Энкодер для нашего автокодировщика, основной блок это LSTM

In [14]:
class Encoder(torch.nn.Module):
    @property
    def device(self):
        return next(self.parameters()).device
        
    def __init__(self,
                 vocab_dim,
                 emb_dim = 10, 
                 hidden_dim = 10,
                 num_layers = 3,
                 bidirectional = False, dropout = 0.5, batch_norm = False):
        super(Encoder, self).__init__()
        
        self.num_direction = int(bidirectional + 1)
        self.emb_dim = emb_dim
        self.hidden_dim = hidden_dim

        self.embedding = torch.nn.Embedding(vocab_dim, emb_dim)
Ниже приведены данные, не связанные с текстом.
use serde::Deserialize;
use std::env;
use std::str::FromStr;
use thiserror::Error;

// Top-level configuration, one section per concern
#[derive(Debug, Clone, Deserialize)]
pub struct Config {
    pub app: AppConfig,
    pub database: DatabaseConfig,
    pub storage: StorageConfig,
    pub ledger: LedgerConfig,
    pub reconciliation: ReconciliationConfig,
}

#[derive(Debug, Clone, Deserialize)]
pub struct AppConfig {
    pub host: String,
    pub port: u16,
    pub environment: String,
    pub rust_log: String,
    pub log_format: LogFormat,
}

#[derive(Debug, Clone, Copy, PartialEq, Eq, Deserialize)]
#[serde(rename_all = "lowercase")]
pub enum LogFormat {
    Pretty,
    Json,
}

#[derive(Debug, Clone, Deserialize)]
pub struct DatabaseConfig {
    pub url: String,
    pub pool_size: u32,
    pub acquire_timeout_secs: u64,
}

#[derive(Debug, Clone, Copy, PartialEq, Eq, Deserialize)]
#[serde(rename_all = "lowercase")]
pub enum StorageBackend {
    Postgres,
    Memory,
}

#[derive(Debug, Clone, Deserialize)]
pub struct StorageConfig {
    pub backend: StorageBackend,
}

/// Tunables of the booking engine itself.
#[derive(Debug, Clone, Deserialize)]
pub struct LedgerConfig {
    /// Largest price/payment difference still treated as rounding noise.
    pub mismatch_epsilon: f64,
}

impl Default for LedgerConfig {
    fn default() -> Self {
        Self {
            mismatch_epsilon: 0.01,
        }
    }
}

#[derive(Debug, Clone, Deserialize)]
pub struct ReconciliationConfig {
    /// Period of the background seat-sync + payment-cleanup pass; 0 disables it.
    pub interval_secs: u64,
    pub run_on_start: bool,
}

#[derive(Debug, Error)]
pub enum ConfigError {
    #[error("{0} must be set")]
    Missing(&'static str),

    #[error("{name} has invalid value `{value}`")]
    Invalid { name: &'static str, value: String },
}

fn var_or(name: &'static str, default: &str) -> String {
    env::var(name).unwrap_or_else(|_| default.to_string())
}

fn parse_var<T: FromStr>(name: &'static str, default: &str) -> Result<T, ConfigError> {
    let value = var_or(name, default);
    value
        .trim()
        .parse()
        .map_err(|_| ConfigError::Invalid { name, value })
}

impl FromStr for LogFormat {
    type Err = ();

    fn from_str(s: &str) -> Result<Self, Self::Err> {
        match s.to_ascii_lowercase().as_str() {
            "pretty" | "text" => Ok(LogFormat::Pretty),
            "json" => Ok(LogFormat::Json),
            _ => Err(()),
        }
    }
}

impl FromStr for StorageBackend {
    type Err = ();

    fn from_str(s: &str) -> Result<Self, Self::Err> {
        match s.to_ascii_lowercase().as_str() {
            "postgres" | "pg" => Ok(StorageBackend::Postgres),
            "memory" | "mem" => Ok(StorageBackend::Memory),
            _ => Err(()),
        }
    }
}

impl Config {
    pub fn from_env() -> Result<Self, ConfigError> {
        let backend: StorageBackend = parse_var("STORAGE_BACKEND", "postgres")?;

        let database_url = env::var("DATABASE_URL").unwrap_or_default();
        if backend == StorageBackend::Postgres && database_url.is_empty() {
            return Err(ConfigError::Missing("DATABASE_URL"));
        }

        let mismatch_epsilon: f64 = parse_var("LEDGER_MISMATCH_EPSILON", "0.01")?;
        if !mismatch_epsilon.is_finite() || mismatch_epsilon < 0.0 {
            return Err(ConfigError::Invalid {
                name: "LEDGER_MISMATCH_EPSILON",
                value: mismatch_epsilon.to_string(),
            });
        }

        Ok(Config {
            app: AppConfig {
                host: var_or("HOST", "0.0.0.0"),
                port: parse_var("PORT", "8000")?,
                environment: var_or("ENVIRONMENT", "development"),
                rust_log: var_or("RUST_LOG", "seat_ledger=debug,tower_http=debug"),
                log_format: parse_var("LOG_FORMAT", "pretty")?,
            },
            database: DatabaseConfig {
                url: database_url,
                pool_size: parse_var("DB_POOL_SIZE", "20")?,
                acquire_timeout_secs: parse_var("DB_ACQUIRE_TIMEOUT_SECS", "5")?,
            },
            storage: StorageConfig { backend },
            ledger: LedgerConfig { mismatch_epsilon },
            reconciliation: ReconciliationConfig {
                interval_secs: parse_var("RECONCILE_INTERVAL_SECS", "0")?,
                run_on_start: parse_var("RECONCILE_ON_START", "false")?,
            },
        })
    }

    /// Defaults with the in-memory backend; nothing is read from the environment.
    pub fn in_memory() -> Self {
        Config {
            app: AppConfig {
                host: "127.0.0.1".to_string(),
                port: 8000,
                environment: "test".to_string(),
                rust_log: "seat_ledger=debug".to_string(),
                log_format: LogFormat::Pretty,
            },
            database: DatabaseConfig {
                url: String::new(),
                pool_size: 1,
                acquire_timeout_secs: 5,
            },
            storage: StorageConfig {
                backend: StorageBackend::Memory,
            },
            ledger: LedgerConfig::default(),
            reconciliation: ReconciliationConfig {
                interval_secs: 0,
                run_on_start: false,
            },
        }
    }
}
        self.encoder = torch.nn.LSTM(
            emb_dim, hidden_dim, num_layers, bidirectional = bidirectional)
        self.dropout = nn.Dropout(dropout)
        
    def forward(self, input):
        input = self.dropout(self.embedding(input))
        input = torch.transpose(input, 0, 1)
        d, (h, c) = self.encoder(input)
        return d, torch.transpose(h, 0, 1) , torch.transpose(c, 0, 1)

Декодер для нашего автокодировщика, основной блок это LSTM

In [16]:
class Decoder(torch.nn.Module):
    @property
    def device(self):
        return next(self.parameters()).device

    def __init__(self,
                 vocab_dim,
                 output_dim, word2idx,
                 emb_dim = 10, 
                 hidden_dim = 10,
                 num_layers = 3,
                 bidirectional = False, dropout = 0.5, batch_norm = False):
        super(Decoder, self).__init__()
        
        self.num_direction = int(bidirectional + 1)
        self.emb_dim = emb_dim
        self.hidden_dim = hidden_dim
        self.output_dim = output_dim
        self.num_layers = num_layers

        self.embedding = torch.nn.Embedding(vocab_dim, self.emb_dim)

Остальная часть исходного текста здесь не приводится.